*About this exercise:* Work through the data below and give the number of lines holding "AuthorizationCode", nothing more.

*Material provided:*
————————
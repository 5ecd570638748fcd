//! Token endpoint response handling
//!
//! `TokenResponse` keeps the raw body and parses it on first access, so an
//! error response whose body is not JSON can still be carried around (and
//! logged by status) without failing up front. Missing keys are reported as
//! `None`; only `token_set()` insists on an access token.

use std::fmt;
use std::sync::OnceLock;

use serde::Serialize;
use serde_json::Value;

use crate::error::{Error, Result};

/// Authorization code taken from the redirect after login and consent.
///
/// Not `Clone`: `TokenExchanger::exchange_code` takes it by value, so a code
/// can only ever be exchanged once.
pub struct AuthorizationCode(String);

impl AuthorizationCode {
    pub fn new(code: impl Into<String>) -> Self {
        Self(code.into())
    }

    pub fn as_str(&self) -> &str {
        &self.0
    }
}

impl fmt::Debug for AuthorizationCode {
    fn fmt(&self, f: &mut fmt::Formatter<'_>) -> fmt::Result {
        f.write_str("AuthorizationCode([REDACTED])")
    }
}

/// Tokens extracted from a successful token endpoint response.
#[derive(Clone, PartialEq, Eq, Serialize)]
pub struct TokenSet {
    pub access_token: String,
    #[serde(skip_serializing_if = "Option::is_none")]
    pub refresh_token: Option<String>,
    /// Provider tenant the token was issued for, when the endpoint reports it
    #[serde(skip_serializing_if = "Option::is_none")]
    pub division: Option<String>,
}

impl fmt::Debug for TokenSet {
    fn fmt(&self, f: &mut fmt::Formatter<'_>) -> fmt::Result {
        f.debug_struct("TokenSet")
            .field("access_token", &"[REDACTED]")
            .field(
                "refresh_token",
                &self.refresh_token.as_ref().map(|_| "[REDACTED]"),
            )
            .field("division", &self.division)
            .finish()
    }
}

/// Raw token endpoint response with lazily parsed JSON accessors.
pub struct TokenResponse {
    status: u16,
    body: Vec<u8>,
    parsed: OnceLock<std::result::Result<Value, String>>,
}

impl TokenResponse {
    pub fn new(status: u16, body: impl Into<Vec<u8>>) -> Self {
        Self {
            status,
            body: body.into(),
            parsed: OnceLock::new(),
        }
    }

    pub fn status(&self) -> u16 {
        self.status
    }

    pub fn body(&self) -> &[u8] {
        &self.body
    }

    /// Parsed body. Parses once; later calls reuse the first outcome.
    pub fn json(&self) -> Result<&Value> {
        self.parsed
            .get_or_init(|| serde_json::from_slice(&self.body).map_err(|e| e.to_string()))
            .as_ref()
            .map_err(|e| Error::MalformedResponse(e.clone()))
    }

    pub fn access_token(&self) -> Result<Option<String>> {
        self.string_field("access_token")
    }

    pub fn refresh_token(&self) -> Result<Option<String>> {
        self.string_field("refresh_token")
    }

    /// Division id; the endpoint may send it as a string or a number.
    pub fn division(&self) -> Result<Option<String>> {
        self.string_field("division")
    }

    /// OAuth `error` code of a failed exchange, if the body carries one.
    pub fn error_code(&self) -> Option<String> {
        self.string_field("error").ok().flatten()
    }

    /// Convert into a `TokenSet`, requiring an access token.
    pub fn token_set(&self) -> Result<TokenSet> {
        let access_token = self
            .access_token()?
            .filter(|t| !t.is_empty())
            .ok_or_else(|| Error::MalformedResponse("missing access_token".into()))?;
        Ok(TokenSet {
            access_token,
            refresh_token: self.refresh_token()?,
            division: self.division()?,
        })
    }

    fn string_field(&self, key: &str) -> Result<Option<String>> {
        Ok(match self.json()?.get(key) {
            Some(Value::String(s)) => Some(s.clone()),
            Some(Value::Number(n)) => Some(n.to_string()),
            _ => None,
        })
    }
}

impl fmt::Debug for TokenResponse {
    fn fmt(&self, f: &mut fmt::Formatter<'_>) -> fmt::Result {
        f.debug_struct("TokenResponse")
            .field("status", &self.status)
            .field("body_len", &self.body.len())
            .finish()
    }
}

#[cfg(test)]
mod tests {
    use super::*;

    #[test]
    fn accessors_return_values_unchanged() {
        let response = TokenResponse::new(
            200,
            r#"{"access_token":"at_abc","refresh_token":"rt_def","division":"1234","expires_in":"600"}"#,
        );
        assert_eq!(response.access_token().unwrap().as_deref(), Some("at_abc"));
        assert_eq!(response.refresh_token().unwrap().as_deref(), Some("rt_def"));
        assert_eq!(response.division().unwrap().as_deref(), Some("1234"));
    }

    #[test]
    fn numeric_division_is_rendered_as_string() {
        let response = TokenResponse::new(200, r#"{"access_token":"at","division":42}"#);
        assert_eq!(response.division().unwrap().as_deref(), Some("42"));
    }

    #[test]
    fn missing_keys_are_absent_not_errors() {
        let response = TokenResponse::new(200, r#"{"access_token":"at_only"}"#);
        assert_eq!(response.refresh_token().unwrap(), None);
        assert_eq!(response.division().unwrap(), None);
    }

    #[test]
    fn invalid_json_fails_every_accessor() {
        let response = TokenResponse::new(502, "<html>Bad Gateway</html>");
        assert!(matches!(
            response.access_token(),
            Err(Error::MalformedResponse(_))
        ));
        assert!(matches!(
            response.refresh_token(),
            Err(Error::MalformedResponse(_))
        ));
        assert!(matches!(response.division(), Err(Error::MalformedResponse(_))));
        assert!(response.error_code().is_none());
        assert_eq!(response.status(), 502);
    }

    #[test]
    fn token_set_requires_access_token() {
        let response = TokenResponse::new(200, r#"{"refresh_token":"rt"}"#);
        let err = response.token_set().unwrap_err();
        assert!(err.to_string().contains("missing access_token"), "got: {err}");
    }

    #[test]
    fn token_set_collects_fields() {
        let response = TokenResponse::new(
            200,
            r#"{"access_token":"at","refresh_token":"rt","division":7}"#,
        );
        let tokens = response.token_set().unwrap();
        assert_eq!(
            tokens,
            TokenSet {
                access_token: "at".into(),
                refresh_token: Some("rt".into()),
                division: Some("7".into()),
            }
        );
    }

    #[test]
    fn debug_output_redacts_tokens() {
        let tokens = TokenSet {
            access_token: "at_secret".into(),
            refresh_token: Some("rt_secret".into()),
            division: None,
        };
        let debug = format!("{tokens:?}");
        assert!(!debug.contains("at_secret") && !debug.contains("rt_secret"));
        assert!(!format!("{:?}", AuthorizationCode::new("XYZ789")).contains("XYZ789"));
    }

    #[test]
    fn token_set_serializes_without_empty_fields() {
        let tokens = TokenSet {
            access_token: "at".into(),
            refresh_token: None,
            division: None,
        };
        assert_eq!(serde_json::to_string(&tokens).unwrap(), r#"{"access_token":"at"}"#);
    }
}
————————
*Task answer:* 5